Kesehatan Jasmani

Panduan Squat Kuasai Teknik Dasar agar Otot Kuat, Bukan Cedera

Melakukan squat bukan sekadar soal menekuk lutut dan menurunkan tubuh ke bawah. Gerakan ini melibatkan banyak otot sekaligus dan menjadi dasar bagi banyak latihan kekuatan. Namun, banyak orang yang masih melakukan squat dengan teknik yang salah sehingga berisiko cedera. Artikel ini akan membimbing kamu memahami teknik dasar squat yang benar agar manfaat maksimal bisa diraih tanpa mengorbankan kesehatan.

Mengenal Latihan Squat

Gerakan squat ialah latihan kebugaran yang fokus pada kaki dan bokong, terutama paha depan, hamstring, dan gluteus maximus. Gerakan ini bisa dilakukan dengan alat bantu atau tanpa alat bantu, sesuai target olahragamu.

Manfaat Squat untuk Tubuh

Berlatih squat lebih dari sekadar memperkuat tubuh, tetapi juga mengoptimalkan mobilitas, memperbaiki keseimbangan, dan membakar kalori. Selain itu, squat juga berfungsi untuk kesehatan jangka panjang karena menguatkan struktur otot.

Hal yang Harus Dihindari Saat Squat

Banyak orang mengeksekusi squat dengan cara yang salah. Kesalahan umum antara lain: berdiri di ujung kaki, lutut condong berlebihan, membungkukkan badan, dan tidak menjaga arah pandang. Kesalahan ini bisa menyebabkan rasa sakit jika dibiarkan.

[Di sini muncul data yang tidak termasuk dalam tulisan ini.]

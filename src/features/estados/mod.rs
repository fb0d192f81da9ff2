//! Estado CRUD feature.
//!
//! ## Endpoints
//!
//! | Method | Endpoint | Description |
//! |--------|----------|-------------|
//! | POST | `/api/estados` | Create a new estado |
//! | PUT | `/api/estados` | Update an estado (create when no id is sent) |
//! | GET | `/api/estados` | Paged list of estados |
//! | GET | `/api/estados/{id}` | Get one estado |
//! | DELETE | `/api/estados/{id}` | Delete one estado |

pub mod dtos;
pub mod handlers;
pub mod mappers;
pub mod models;
pub mod repositories;
pub mod routes;

pub use handlers::EstadoState;
pub use mappers::EstadoMapper;
pub use repositories::EstadoRepository;
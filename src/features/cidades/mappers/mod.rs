mod cidade_mapper;

pub use cidade_mapper::CidadeMapper;
mod estado_dto;

pub use estado_dto::EstadoDto;
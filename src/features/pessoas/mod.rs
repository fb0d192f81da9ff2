//! Pessoa CRUD feature.
//!
//! Pessoa has no DTO projection: the row is serialized directly, so the wire
//! format and the storage format are the same.
//!
//! ## Endpoints
//!
//! | Method | Endpoint | Description |
//! |--------|----------|-------------|
//! | POST | `/api/pessoas` | Create a new pessoa |
//! | PUT | `/api/pessoas` | Update a pessoa (create when no id is sent) |
//! | GET | `/api/pessoas` | Paged list of pessoas |
//! | GET | `/api/pessoas/{id}` | Get one pessoa |
//! | DELETE | `/api/pessoas/{id}` | Delete one pessoa |

pub mod handlers;
pub mod models;
pub mod repositories;
pub mod routes;

pub use repositories::PessoaRepository;
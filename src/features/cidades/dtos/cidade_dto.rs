use serde::{Deserialize, Serialize};
use utoipa::ToSchema;

/// Wire-format projection of a cidade.
///
/// `estado_nome` is read-only: it is populated from the referenced estado
/// when reading and ignored on writes.
#[derive(Debug, Clone, Default, PartialEq, Eq, Serialize, Deserialize, ToSchema)]
#[serde(rename_all = "camelCase")]
pub struct CidadeDto {
    pub id: Option<i64>,
    pub nome: Option<String>,
    pub estado_id: Option<i64>,
    pub estado_nome: Option<String>,
}
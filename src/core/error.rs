use axum::{
    http::StatusCode,
    response::{IntoResponse, Response},
};
use thiserror::Error;

#[derive(Debug, Error)]
pub enum AppError {
    #[error("Database error: {0}")]
    Database(#[from] sqlx::Error),

    #[error("Not found: {0}")]
    NotFound(String),

    #[error("Bad request: {0}")]
    BadRequest(String),

    #[error("Internal server error: {0}")]
    Internal(String),
}

impl IntoResponse for AppError {
    fn into_response(self) -> Response {
        match self {
            AppError::Database(ref e) => {
                tracing::error!("Database error: {:?}", e);
                StatusCode::INTERNAL_SERVER_ERROR.into_response()
            }
            // 404 responses carry no body; clients only look at the status.
            AppError::NotFound(msg) => {
                tracing::debug!("Not found: {}", msg);
                StatusCode::NOT_FOUND.into_response()
            }
            AppError::BadRequest(msg) => (StatusCode::BAD_REQUEST, msg).into_response(),
            AppError::Internal(msg) => {
                tracing::error!("Internal error: {}", msg);
                StatusCode::INTERNAL_SERVER_ERROR.into_response()
            }
        }
    }
}

pub type Result<T> = std::result::Result<T, AppError>;
mod estado_handler;

pub use estado_handler::*;
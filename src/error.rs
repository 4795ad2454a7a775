use serde::Serialize;

/// Coarse classification of a [`Failure`], used by the web layer to pick a
/// status code and by callers that only care about the category.
#[derive(Debug, Clone, Copy, PartialEq, Eq, Serialize)]
#[serde(rename_all = "snake_case")]
pub enum FailureKind {
    InvalidFormat,
    MissingCredential,
    ServiceError,
    SynthesisError,
}

impl std::fmt::Display for FailureKind {
    fn fmt(&self, f: &mut std::fmt::Formatter<'_>) -> std::fmt::Result {
        let s = match self {
            FailureKind::InvalidFormat => "invalid_format",
            FailureKind::MissingCredential => "missing_credential",
            FailureKind::ServiceError => "service_error",
            FailureKind::SynthesisError => "synthesis_error",
        };
        f.write_str(s)
    }
}

/// Everything that can go wrong while turning an upload into a caption.
///
/// Each variant is terminal for the step that produced it. None of them are
/// retried.
#[derive(Debug, Clone, PartialEq, Eq, thiserror::Error)]
pub enum Failure {
    #[error("invalid image: {0}")]
    InvalidFormat(String),
    #[error("no API key configured: set OPENROUTER_API_KEY")]
    MissingCredential,
    #[error("captioning service error: {0}")]
    Service(String),
    #[error("speech synthesis failed: {0}")]
    Synthesis(String),
}

impl Failure {
    pub fn kind(&self) -> FailureKind {
        match self {
            Failure::InvalidFormat(_) => FailureKind::InvalidFormat,
            Failure::MissingCredential => FailureKind::MissingCredential,
            Failure::Service(_) => FailureKind::ServiceError,
            Failure::Synthesis(_) => FailureKind::SynthesisError,
        }
    }
}
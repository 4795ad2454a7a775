//! Browser front-end: the upload page plus a JSON endpoint that runs the
//! caption workflow.

use std::sync::Arc;

use axum::{
    extract::{multipart::MultipartError, DefaultBodyLimit, Multipart, State},
    http::StatusCode,
    response::{Html, IntoResponse, Json, Response},
    routing::{get, post},
    Router,
};
use base64::{engine::general_purpose, Engine as _};
use serde::{Deserialize, Serialize};
use tower_http::cors::CorsLayer;
use tower_http::trace::{DefaultMakeSpan, DefaultOnResponse, TraceLayer};
use tracing::Level;

use crate::error::{Failure, FailureKind};
use crate::workflow::{CaptionWorkflow, Upload, WorkflowOutcome};

/// Room for multipart boundaries and headers on top of the image itself.
const MULTIPART_OVERHEAD: usize = 64 * 1024;

pub struct AppState {
    pub workflow: CaptionWorkflow,
}

#[derive(Debug, Serialize, Deserialize)]
pub struct AudioPayload {
    pub mime_type: String,
    pub data_base64: String,
}

#[derive(Debug, Serialize, Deserialize)]
pub struct CaptionResponse {
    pub caption: String,
    pub model: String,
    pub processing_time_ms: u128,
    pub audio: Option<AudioPayload>,
    pub speech_error: Option<String>,
    /// Data URI of the resized display copy.
    pub preview: Option<String>,
}

impl From<WorkflowOutcome> for CaptionResponse {
    fn from(outcome: WorkflowOutcome) -> Self {
        Self {
            caption: outcome.caption.text,
            model: outcome.caption.model,
            processing_time_ms: outcome.elapsed.as_millis(),
            audio: outcome.audio.map(|audio| AudioPayload {
                mime_type: audio.mime_type().to_string(),
                data_base64: general_purpose::STANDARD.encode(audio.bytes()),
            }),
            speech_error: outcome.speech_error.map(|e| e.to_string()),
            preview: outcome.preview.map(|p| p.data_uri()),
        }
    }
}

#[derive(Debug, Serialize, Deserialize)]
pub struct ErrorBody {
    pub kind: String,
    pub message: String,
}

#[derive(Debug, Serialize, Deserialize)]
pub struct ErrorResponse {
    pub error: ErrorBody,
}

/// A [`Failure`] rendered as an HTTP response.
pub struct ApiError(Failure);

impl From<Failure> for ApiError {
    fn from(failure: Failure) -> Self {
        Self(failure)
    }
}

impl IntoResponse for ApiError {
    fn into_response(self) -> Response {
        let status = match self.0.kind() {
            FailureKind::InvalidFormat => StatusCode::BAD_REQUEST,
            FailureKind::MissingCredential => StatusCode::SERVICE_UNAVAILABLE,
            FailureKind::ServiceError | FailureKind::SynthesisError => StatusCode::BAD_GATEWAY,
        };
        let body = ErrorResponse {
            error: ErrorBody {
                kind: self.0.kind().to_string(),
                message: self.0.to_string(),
            },
        };
        (status, Json(body)).into_response()
    }
}

pub fn create_router(state: Arc<AppState>) -> Router {
    let body_limit = state
        .workflow
        .validator()
        .max_bytes()
        .saturating_add(MULTIPART_OVERHEAD);

    let trace_layer = TraceLayer::new_for_http()
        .make_span_with(DefaultMakeSpan::new().level(Level::INFO))
        .on_response(DefaultOnResponse::new().level(Level::INFO));

    Router::new()
        .route("/", get(index))
        .route("/health", get(health))
        .route("/caption", post(caption_image))
        .layer(DefaultBodyLimit::max(body_limit))
        .layer(trace_layer)
        .layer(CorsLayer::permissive())
        .with_state(state)
}

async fn index() -> Html<&'static str> {
    Html(include_str!("../static/index.html"))
}

async fn health() -> Json<serde_json::Value> {
    Json(serde_json::json!({ "status": "ok" }))
}

async fn caption_image(
    State(state): State<Arc<AppState>>,
    mut multipart: Multipart,
) -> Result<Json<CaptionResponse>, ApiError> {
    let max_bytes = state.workflow.validator().max_bytes();
    let upload = read_upload(&mut multipart, max_bytes).await?;

    tracing::info!(
        file_name = upload.file_name.as_deref().unwrap_or("<none>"),
        size = upload.bytes.len(),
        "Caption requested"
    );

    let outcome = state.workflow.run(upload).await?;
    Ok(Json(CaptionResponse::from(outcome)))
}

/// Takes the `image` part, or failing that the first part that carries a file.
async fn read_upload(multipart: &mut Multipart, max_bytes: usize) -> Result<Upload, Failure> {
    let to_failure = move |err: MultipartError| unreadable(err, max_bytes);

    while let Some(field) = multipart.next_field().await.map_err(to_failure)? {
        if field.name() != Some("image") && field.file_name().is_none() {
            continue;
        }

        let file_name = field.file_name().map(str::to_string);
        let content_type = field.content_type().map(str::to_string);
        let bytes = field.bytes().await.map_err(to_failure)?;

        return Ok(Upload {
            bytes,
            file_name,
            content_type,
        });
    }

    Err(Failure::InvalidFormat("no image was uploaded".to_string()))
}

fn unreadable(err: MultipartError, max_bytes: usize) -> Failure {
    if err.status() == StatusCode::PAYLOAD_TOO_LARGE {
        return Failure::InvalidFormat(format!("file exceeds the {max_bytes} byte limit"));
    }
    Failure::InvalidFormat(format!("could not read upload: {}", err.body_text()))
}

Teknik Dasar Squat yang Benar

Mulai dengan Benar

Ambil posisi berdiri dengan posisi kaki terbuka sedikit, dan ujung kaki mengarah 10-30 derajat ke luar. Selalu periksa postur tubuh sejajar alami, dan fokus pandangan ke depan.

Teknik Menekuk Lutut

Turunkan tubuh secara perlahan dengan cara menekuk lutut dan pinggul. Ibaratkan kamu duduk di kursi, dengan punggung tetap lurus, dan lutut tidak melewati ujung kaki.

Batas Maksimal Turun

Posisikan pinggul sejajar dengan lutut, tapi jangan paksa. Jika fleksibel, boleh lebih rendah dari paha sejajar. Tetap jaga keseimbangan.

Naik ke Atas

Dorong tubuh ke atas dengan kekuatan dari tumit. Aktifkan otot bokong dan paha untuk mendorong tubuh ke atas. Ulangi gerakan sesuai program latihan.

Jenis-Jenis Squat

Bila sudah familiar dengan teknik dasar, saatnya mencoba variasi baru. Jenis squat yang populer antara lain: Goblet Squat: Beban tunggal untuk keseimbangan. Jump Squat: Menambahkan lompatan saat naik. Bulgarian Split Squat: Latihan unilateral untuk kestabilan. Sumo Squat: Fokus ke otot dalam paha. Setiap jenis squat memiliki fokus otot yang berbeda dan dapat disesuaikan dengan kebutuhan latihan rutinmu.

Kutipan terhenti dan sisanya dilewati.